I've made some changes. One that I just saw what someone was talking about involves the text in the top getting cut off. It appears to be working in IE6.

The other involves a horizontal scroll bar that was showing up unneeded in both IE6 and Netscape 6/Mozilla 1.

(START Web geek speak: I added a comment for the IE6 issue and a width: auto for the Netscape issue. This got IE6 most of the way there, but in in the standards mode the IE6 invokes, there was a little extra space. Some pounding on google found a cached page, all of which was unreadable Asian characters except for 3 lines of CSS, the relevant one of which was: body {overflow: hidden !important} which I took and applied to the top area div. In other words, since IE6 thinks there's extra, make it not show it.
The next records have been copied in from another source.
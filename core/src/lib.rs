//! # transit-core
//!
//! Transit search and candidate vetting for TESS light curves, with optional
//! Python bindings via [PyO3](https://pyo3.rs).
//!
//! ## Overview
//!
//! One target is analysed per run, as a linear pipeline:
//!
//! | Module           | Purpose                                                      |
//! |------------------|--------------------------------------------------------------|
//! | [`archive`]      | Reads per-sector light-curve files and stitches them          |
//! | [`preprocess`]   | Outlier clipping, Savitzky–Golay detrending, normalisation    |
//! | [`bls`]          | Box-Least-Squares period search                               |
//! | [`lomb_scargle`] | Stellar variability period                                    |
//! | [`ranker`]       | Top-N peak extraction with an exclusion window                |
//! | [`fold`]         | Phase folding, binning and box-depth measurement              |
//! | [`vetting`]      | Five statistical checks and the accept/reject decision        |
//! | [`trojan`]       | L4/L5 co-orbital search around a known planet                 |
//! | [`pipeline`]     | Habitable-zone and Trojan analyses end to end                 |
//! | [`report`]       | Console summaries and JSON reports                            |
//! | [`plots`]        | PNG figures                                                   |
//! | [`config`]       | Per-target presets                                            |
//! | [`types`]        | Shared data structures (candidates, params, verdicts)         |
//!
//! ## Example
//!
//! ```no_run
//! use transit_core::archive::LocalArchive;
//! use transit_core::config;
//! use transit_core::pipeline::Pipeline;
//!
//! let archive = LocalArchive::new("data");
//! let pipeline = Pipeline::new(&archive, config::l98_59())?;
//! let analysis = pipeline.run_habitable_zone()?;
//! for c in &analysis.summary.candidates {
//!     println!("{:.4} d: {}", c.report.candidate.period, c.report.verdict);
//! }
//! # Ok::<(), transit_core::pipeline::PipelineError>(())
//! ```

pub mod activity;
pub mod archive;
pub mod bls;
pub mod config;
pub mod fold;
pub mod lightcurve;
pub mod lomb_scargle;
pub mod pipeline;
pub mod plots;
pub mod preprocess;
pub mod ranker;
pub mod report;
pub mod stats;
pub mod synthetic;
pub mod trojan;
pub mod types;
pub mod vetting;

#[cfg(feature = "python")]
mod python;

// Re-export the most commonly used items at crate root for convenience.
pub use bls::{BlsEngine, Periodogram};
pub use lightcurve::LightCurve;
pub use pipeline::{Pipeline, PipelineError};
pub use types::{BlsParams, RankParams, TransitCandidate, Verdict, VettingReport, VettingThresholds};
pub use vetting::Vetter;

#[cfg(feature = "python")]
use pyo3::prelude::*;

/// The top-level Python module exposed by this crate.
///
/// Registered classes: `TransitCandidate`, `BlsParams`, `RankParams` and
/// `VettingThresholds`.  Functions: `bls_periodogram`, `search_candidates`,
/// `implied_radius_earth` and `verdict`.
#[cfg(feature = "python")]
#[pymodule]
fn transit_core(m: &Bound<'_, PyModule>) -> PyResult<()> {
    python::register(m)?;

    // Module-level metadata
    m.add("__version__", env!("CARGO_PKG_VERSION"))?;
    m.add("__doc__", "Transit search and candidate vetting for TESS light curves.")?;

    Ok(())
}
END web geek Speak)

In a slightly less geeky vein, last but certainly not least, I've upgraded to Movable Type 2.21 and switched to using MySQL. This would have been less grim if I hadn't commented out the old database location, which meant nothing got transferred over, including my username. Fortunately, my hosting company has a decent web interface to look at the database, and I saw it was empty, and realized what had happened, blew away the empty tables, and re-did the switchover.

Now, I'm going to see if I can get this TrackBack thing to work....

Posted by Chad Lundgren on Tuesday, September 24, 2002 (Link)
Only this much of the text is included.